//! Arbitrage opportunity detector.
//!
//! Every cycle runs two read-only scans over the `PriceStore`:
//! - triangular: per exchange, per triangle `(A/C, B/A, B/C)`
//! - spatial: per symbol, per ordered pair of exchanges
//!
//! Both report raw profit. Trading fees are not deducted anywhere; callers
//! fold expected fees into `min_profit_percentage`.

use std::collections::{BTreeMap, BTreeSet, HashMap};
use std::sync::Arc;
use std::time::Duration;

use tokio::time::MissedTickBehavior;
use tokio_util::sync::CancellationToken;
use tracing::{debug, info};

use crate::config::AppConfig;
use crate::core::sink::OpportunitySink;
use crate::core::store::PriceStore;
use crate::core::triangle::{discover_triangles, Triangle};
use crate::core::types::{current_time_ms, EnhancedQuote, Opportunity, Side, TradeLeg};
use crate::error::AppError;

/// Configuration for the arbitrage detector.
#[derive(Debug, Clone)]
pub struct DetectorConfig {
    /// Report strictly above this raw profit (percent)
    pub min_profit_percentage: f64,
    /// Staleness window passed to the store
    pub max_age_seconds: f64,
    pub min_volume_usd_triangular: f64,
    pub min_volume_usd_spatial: f64,
    /// Cycle cadence (default 50ms)
    pub interval: Duration,
    /// Curated triangles scanned on every exchange
    pub triangles: Vec<Triangle>,
    /// Add triangles discovered from `exchange_symbols`
    pub discover_triangles: bool,
    /// Configured symbol universe per exchange
    pub exchange_symbols: BTreeMap<String, Vec<String>>,
}

impl Default for DetectorConfig {
    fn default() -> Self {
        Self {
            min_profit_percentage: 0.5,
            max_age_seconds: 5.0,
            min_volume_usd_triangular: 5_000.0,
            min_volume_usd_spatial: 10_000.0,
            interval: Duration::from_millis(50),
            triangles: Vec::new(),
            discover_triangles: false,
            exchange_symbols: BTreeMap::new(),
        }
    }
}

impl DetectorConfig {
    pub fn from_app_config(config: &AppConfig) -> Result<Self, AppError> {
        Ok(Self {
            min_profit_percentage: config.min_profit_percentage,
            max_age_seconds: config.max_age_seconds,
            min_volume_usd_triangular: config.min_volume_usd.triangular,
            min_volume_usd_spatial: config.min_volume_usd.spatial,
            interval: Duration::from_millis(config.detector.interval_ms),
            triangles: config.parsed_triangles()?,
            discover_triangles: config.discover_triangles,
            exchange_symbols: config
                .exchanges
                .iter()
                .map(|(id, exchange)| (id.clone(), exchange.symbols.clone()))
                .collect(),
        })
    }
}

/// Periodic triangular + spatial scanner. Never mutates the store.
pub struct ArbitrageDetector {
    config: DetectorConfig,
    store: Arc<PriceStore>,
    sink: Arc<dyn OpportunitySink>,
    /// Configured ∪ discovered triangles for exchanges with a symbol list
    triangles_by_exchange: HashMap<String, Vec<Triangle>>,
}

impl ArbitrageDetector {
    pub fn new(config: DetectorConfig, store: Arc<PriceStore>, sink: Arc<dyn OpportunitySink>) -> Self {
        let mut triangles_by_exchange = HashMap::new();
        if config.discover_triangles {
            for (exchange_id, symbols) in &config.exchange_symbols {
                let mut set: BTreeSet<Triangle> = config.triangles.iter().cloned().collect();
                let discovered = discover_triangles(symbols);
                debug!(
                    exchange = %exchange_id,
                    discovered = discovered.len(),
                    "Triangle discovery"
                );
                set.extend(discovered);
                triangles_by_exchange.insert(exchange_id.clone(), set.into_iter().collect());
            }
        }

        Self {
            config,
            store,
            sink,
            triangles_by_exchange,
        }
    }

    pub fn config(&self) -> &DetectorConfig {
        &self.config
    }

    /// Triangles scanned on an exchange
    pub fn triangles_for(&self, exchange_id: &str) -> &[Triangle] {
        self.triangles_by_exchange
            .get(exchange_id)
            .map(Vec::as_slice)
            .unwrap_or(&self.config.triangles)
    }

    fn tradeable(&self, exchange_id: &str, symbol: &str, min_volume_usd: f64) -> Option<EnhancedQuote> {
        self.store
            .latest_tradeable(exchange_id, symbol, self.config.max_age_seconds, min_volume_usd)
    }

    // =========================================================================
    // Triangular
    // =========================================================================

    /// Scan every triangle on one exchange.
    ///
    /// Starting from 1 unit of `C`: `final = (1 / ask(A/C)) * ask(B/A) * bid(B/C)`
    /// and `profit = (final - 1) * 100`. Triangles with any stale or missing
    /// leg are skipped.
    pub fn scan_triangular(&self, exchange_id: &str) -> Vec<Opportunity> {
        let min_volume = self.config.min_volume_usd_triangular;
        let mut found = Vec::new();

        for triangle in self.triangles_for(exchange_id) {
            let [first, second, third] = triangle.symbols();
            let (Some(a_c), Some(b_a), Some(b_c)) = (
                self.tradeable(exchange_id, first, min_volume),
                self.tradeable(exchange_id, second, min_volume),
                self.tradeable(exchange_id, third, min_volume),
            ) else {
                continue;
            };

            let final_amount = (1.0 / a_c.ask) * b_a.ask * b_c.bid;
            let profit_percentage = (final_amount - 1.0) * 100.0;
            if profit_percentage <= self.config.min_profit_percentage {
                continue;
            }

            found.push(Opportunity::Triangular {
                exchange: Arc::from(exchange_id),
                path: triangle.path(),
                profit_percentage,
                legs: [
                    TradeLeg {
                        symbol: triangle.first.clone(),
                        side: Side::Buy,
                        price: a_c.ask,
                    },
                    TradeLeg {
                        symbol: triangle.second.clone(),
                        side: Side::Buy,
                        price: b_a.ask,
                    },
                    TradeLeg {
                        symbol: triangle.third.clone(),
                        side: Side::Sell,
                        price: b_c.bid,
                    },
                ],
                timestamp_ms: current_time_ms(),
            });
        }

        found
    }

    // =========================================================================
    // Spatial
    // =========================================================================

    /// Scan one symbol across every pair of exchanges with tradeable quotes.
    ///
    /// Both directions of a pair are evaluated on their own prices, so both
    /// may qualify in the same cycle.
    pub fn scan_spatial(&self, symbol: &str, exchanges: &[String]) -> Vec<Opportunity> {
        let min_volume = self.config.min_volume_usd_spatial;
        let quotes: Vec<(&str, EnhancedQuote)> = exchanges
            .iter()
            .filter_map(|ex| self.tradeable(ex, symbol, min_volume).map(|q| (ex.as_str(), q)))
            .collect();

        let mut found = Vec::new();
        for (i, x) in quotes.iter().enumerate() {
            for y in &quotes[i + 1..] {
                found.extend(self.spatial_direction(symbol, x, y));
                found.extend(self.spatial_direction(symbol, y, x));
            }
        }
        found
    }

    fn spatial_direction(
        &self,
        symbol: &str,
        (buy_exchange, buy): &(&str, EnhancedQuote),
        (sell_exchange, sell): &(&str, EnhancedQuote),
    ) -> Option<Opportunity> {
        let profit_percentage = (sell.bid - buy.ask) / buy.ask * 100.0;
        (profit_percentage > self.config.min_profit_percentage).then(|| Opportunity::Spatial {
            symbol: Arc::from(symbol),
            buy_exchange: Arc::from(*buy_exchange),
            sell_exchange: Arc::from(*sell_exchange),
            buy_price: buy.ask,
            sell_price: sell.bid,
            profit_percentage,
            timestamp_ms: current_time_ms(),
        })
    }

    // =========================================================================
    // Cycle
    // =========================================================================

    /// One full detection pass over the current store contents
    pub fn scan(&self) -> Vec<Opportunity> {
        let exchanges = self.store.exchanges();
        let mut found = Vec::new();

        for exchange_id in &exchanges {
            found.extend(self.scan_triangular(exchange_id));
        }

        let symbols: BTreeSet<String> = exchanges
            .iter()
            .flat_map(|ex| self.store.symbols(ex))
            .collect();
        for symbol in &symbols {
            found.extend(self.scan_spatial(symbol, &exchanges));
        }

        found
    }

    /// Scan once and hand every opportunity to the sink
    pub fn run_cycle(&self) -> usize {
        let found = self.scan();
        for opportunity in &found {
            self.sink.emit(opportunity);
        }
        found.len()
    }

    /// Run cycles at the configured cadence until `cancel` fires
    pub async fn run(&self, cancel: CancellationToken) {
        info!(
            interval_ms = self.config.interval.as_millis() as u64,
            triangles = self.config.triangles.len(),
            discover = self.config.discover_triangles,
            min_profit_pct = self.config.min_profit_percentage,
            "Arbitrage detector started"
        );

        let mut ticker = tokio::time::interval(self.config.interval);
        ticker.set_missed_tick_behavior(MissedTickBehavior::Delay);
        let mut cycles: u64 = 0;
        let mut reported: u64 = 0;

        loop {
            tokio::select! {
                _ = cancel.cancelled() => break,
                _ = ticker.tick() => {
                    reported += self.run_cycle() as u64;
                    cycles += 1;
                }
            }
        }

        info!(cycles = cycles, opportunities = reported, "Arbitrage detector stopped");
    }
}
....
**What is needed:** For the string "OpportunitySink", return every line of the data where it appears.

**Output of the exercise:**
use crate::core::sink::OpportunitySink;
    sink: Arc<dyn OpportunitySink>,
    pub fn new(config: DetectorConfig, store: Arc<PriceStore>, sink: Arc<dyn OpportunitySink>) -> Self {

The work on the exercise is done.